Olavide es la novela afrancesada del siglo XVIII en España. Inteligente, audaz, pillo y huidizo escribió a vuela pluma los setenta y ocho años de su vida.

Nació  en Lima en el año 1725. Sin dejar los pantalones cortos, sólo con quince años, se convirtió en Licenciado y Doctor en Teología por la Universidad de San Marcos. Sí  la  de los jesuitas. Y para que nadie diga que en los virreinatos americanos existía corrupción administrativa y todo tipo de atropellos en lo que se denominaba sociedad y jerarquía civil, nuestro joven criollo tan sólo dos años más tarde era catedrático y además por oposición de la Facultad de Teología. Casi nada. El joven era despierto, pero ya apuntaba maneras tanto en la universidad como posteriormente en la Real Audiencia de Lima. Perú se le quedaba pequeño.

Él no podía salir de su tierra  de forma civilizada a buscar fortuna al paraíso de los pícaros como lo hicieron tantos. Tras el fatídico terremoto del 28 de Octubre de 1746, en el que se destruyó casi por completa su ciudad natal, se le ocurrió al virreinato encargarle la administración de los bienes de los fallecidos en ese seísmo. Y pasó lo que tenía que pasar, que un joven ambicioso, inteligente y poco escrupuloso entendió que se le presentaba una magnífica ocasión de trincar. Había visto a su padre hacerlo y no le era extraño el asunto. El padre le precedió en su viaje a España en modo huída. No sólo dejó unos buenos paños castellanos sin pagar, sino que premió con todo tipo de deudas a los que en antaño fueron compañeros de negocios. El joven Pablo, que había desarrollado un especial sentido de la verdad y la justicia en su cátedra, rehusó asumir las deudas y desórdenes de su hidalgo progenitor argumentando que ya había abandonado este mundo.

El Consejo de Indias no se creyó su milonga y quiso meterle mano. Era ya tarde, porque había puesto pies en polvorosa y en Septiembre de 1750 había embarcado rumbo a España. Como Marco iba en busca de su padre, podría decir alguien, pero no iba por ahí la cosa. Perú era demasiado pequeño para la mente y el bolsillo del joven Pablo. Antes de llegar a Cádiz en Junio de 1752 con 27 años, le dio tiempo a aumentar su pecunio en las diferentes escalas americanas de las que se compuso su travesía.

El dinero hace relaciones fáciles, y su amigo el Marqués de la Cañada, le proveyó de cartas de recomendación para que se pudiera mover con soltura y sin pasado por Sevilla y la corte de Madrid.

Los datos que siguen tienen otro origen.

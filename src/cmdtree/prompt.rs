//! Prompt engine.
//!
//! Blocking, sequential acquisition of values from the terminal's input stream.
//! Prompts that parse their answer re-ask on bad input, printing the error, until
//! they succeed or the input closes (`InputClosed`).

use crate::coerce::coerce;
use crate::error::{CliError, Result};
use crate::schema::{ArgumentSpec, ValueType};
use crate::terminal::Terminal;
use crate::value::TypedValue;

pub struct Prompter<'t> {
    term: &'t mut dyn Terminal,
}

impl<'t> Prompter<'t> {
    pub fn new(term: &'t mut dyn Terminal) -> Self {
        Self { term }
    }

    /// Reads one line as typed.
    pub fn prompt_text(&mut self, label: &str) -> Result<String> {
        self.ask(label, false)
    }

    /// Reads one line without echoing it.
    pub fn prompt_masked(&mut self, label: &str) -> Result<String> {
        self.ask(label, true)
    }

    /// Reads until the answer parses as `value_type`.
    ///
    /// Enum prompts need their choices; use [`Prompter::prompt_argument`].
    pub fn prompt_typed(&mut self, label: &str, value_type: ValueType) -> Result<TypedValue> {
        if value_type == ValueType::Enum {
            return Err(CliError::invalid_spec(label, "enum prompts need choices"));
        }
        let mut spec = ArgumentSpec::option(label);
        spec.value_type = value_type;
        self.ask_until_valid(label, &spec)
    }

    /// Prompts for a missing argument, honoring its type, bounds, choices and
    /// secrecy.
    pub fn prompt_argument(&mut self, spec: &ArgumentSpec) -> Result<TypedValue> {
        let mut label = if spec.help.is_empty() {
            capitalize(&spec.name.replace('_', " "))
        } else {
            spec.help.clone()
        };
        if !spec.choices.is_empty() {
            label = format!("{} [{}]", label, spec.choices.join("/"));
        }
        self.ask_until_valid(&label, spec)
    }

    /// Asks a yes/no question. Empty input picks `default_yes`.
    pub fn prompt_confirm(&mut self, label: &str, default_yes: bool) -> Result<bool> {
        let hint = if default_yes { "[Y/n]" } else { "[y/N]" };
        loop {
            self.term.write_out(&format!("{} {}: ", label, hint))?;
            let line = self.term.read_line()?.ok_or(CliError::InputClosed)?;
            match line.trim().to_ascii_lowercase().as_str() {
                "" => return Ok(default_yes),
                "y" | "yes" => return Ok(true),
                "n" | "no" => return Ok(false),
                _ => self.term.write_err("Error: invalid input\n")?,
            }
        }
    }

    fn ask_until_valid(&mut self, label: &str, spec: &ArgumentSpec) -> Result<TypedValue> {
        loop {
            let raw = self.ask(label, spec.secret)?;
            if raw.is_empty() {
                continue;
            }
            match coerce(&raw, spec) {
                Ok(value) => return Ok(value),
                Err(err) => self.term.write_err(&format!("Error: {}\n", err))?,
            }
        }
    }

    fn ask(&mut self, label: &str, masked: bool) -> Result<String> {
        self.term.write_out(&format!("{}: ", label))?;
        let line = if masked {
            self.term.read_secret_line()?
        } else {
            self.term.read_line()?
        };
        line.ok_or(CliError::InputClosed)
    }
}

fn capitalize(text: &str) -> String {
    let mut chars = text.chars();
    match chars.next() {
        Some(first) => first.to_uppercase().chain(chars).collect(),
        None => String::new(),
    }
}

#[cfg(test)]
mod tests {
    use super::*;
    use crate::terminal::MemoryTerminal;

    #[test]
    fn text_prompt_returns_line() {
        let mut term = MemoryTerminal::with_input("Ada\n");
        let name = Prompter::new(&mut term).prompt_text("What's your name?").unwrap();
        assert_eq!(name, "Ada");
        assert_eq!(term.output(), "What's your name?: Ada\n");
    }

    #[test]
    fn typed_prompt_retries_until_valid() {
        let mut term = MemoryTerminal::with_input("old\n42\n");
        let age = Prompter::new(&mut term)
            .prompt_typed("What's your age?", ValueType::Integer)
            .unwrap();
        assert_eq!(age, TypedValue::Int(42));
        assert!(term.errors().contains("expected integer"));
    }

    #[test]
    fn typed_prompt_fails_when_input_closes() {
        let mut term = MemoryTerminal::with_input("abc\n");
        let err = Prompter::new(&mut term)
            .prompt_typed("Amount", ValueType::Float)
            .unwrap_err();
        assert!(matches!(err, CliError::InputClosed));
    }

    #[test]
    fn masked_prompt_does_not_echo() {
        let mut term = MemoryTerminal::with_input("s3cret\n");
        let password = Prompter::new(&mut term).prompt_masked("Enter password").unwrap();
        assert_eq!(password, "s3cret");
        assert!(!term.output().contains("s3cret"));
    }

    #[test]
    fn confirm_uses_default_on_empty_line() {
        let mut term = MemoryTerminal::with_input("\n");
        let answer = Prompter::new(&mut term).prompt_confirm("Continue?", false).unwrap();
        assert!(!answer);
        assert!(term.output().starts_with("Continue? [y/N]: "));

        let mut term = MemoryTerminal::with_input("\n");
        assert!(Prompter::new(&mut term).prompt_confirm("Continue?", true).unwrap());
    }

    #[test]
    fn confirm_reprompts_on_unknown_answer() {
        let mut term = MemoryTerminal::with_input("maybe\nYES\n");
        assert!(Prompter::new(&mut term).prompt_confirm("Continue?", false).unwrap());
        assert_eq!(term.errors(), "Error: invalid input\n");
    }

    #[test]
    fn confirm_fails_when_input_closes() {
        let mut term = MemoryTerminal::new();
        let err = Prompter::new(&mut term).prompt_confirm("Continue?", true).unwrap_err();
        assert!(matches!(err, CliError::InputClosed));
    }

    #[test]
    fn argument_prompt_shows_choices_and_checks_them() {
        let spec = ArgumentSpec::option("format").one_of(["json", "csv"]);
        let mut term = MemoryTerminal::with_input("xml\ncsv\n");
        let value = Prompter::new(&mut term).prompt_argument(&spec).unwrap();
        assert_eq!(value, TypedValue::Str("csv".into()));
        assert!(term.output().starts_with("Format [json/csv]: "));
        assert!(term.errors().contains("choose from json, csv"));
    }

    #[test]
    fn argument_prompt_skips_empty_answers() {
        let spec = ArgumentSpec::positional("username");
        let mut term = MemoryTerminal::with_input("\nbob\n");
        let value = Prompter::new(&mut term).prompt_argument(&spec).unwrap();
        assert_eq!(value, TypedValue::Str("bob".into()));
    }

    #[test]
    fn enum_typed_prompt_is_rejected() {
        let mut term = MemoryTerminal::with_input("json\n");
        assert!(Prompter::new(&mut term)
            .prompt_typed("Format", ValueType::Enum)
            .is_err());
    }
}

La justicia que no había regido en las cortas distancias se propone aguarle su entrada en Madrid en octubre de 1752. El fiscal de Indias no se daba por vencido y quería desnudar a Olavide, antes de que se recubriera de ropajes en forma de protección en la capital. Así en Diciembre de 1754 encarcela al peruano y le confisca todos sus bienes. La cárcel a todo el mundo no le sienta bien, pero a nuestro limeño no le fue tan mal. Por razones de salud, seguramente de su bolsillo, salió pronto en libertad condicional, y cuando todos creían que iba a ser el chivo expiatorio de la corrupción de las colonias y se le iba a aplicar una condena ejemplar, en Mayo de 1757 se impuso “perpetuo silencio” sobre su causa.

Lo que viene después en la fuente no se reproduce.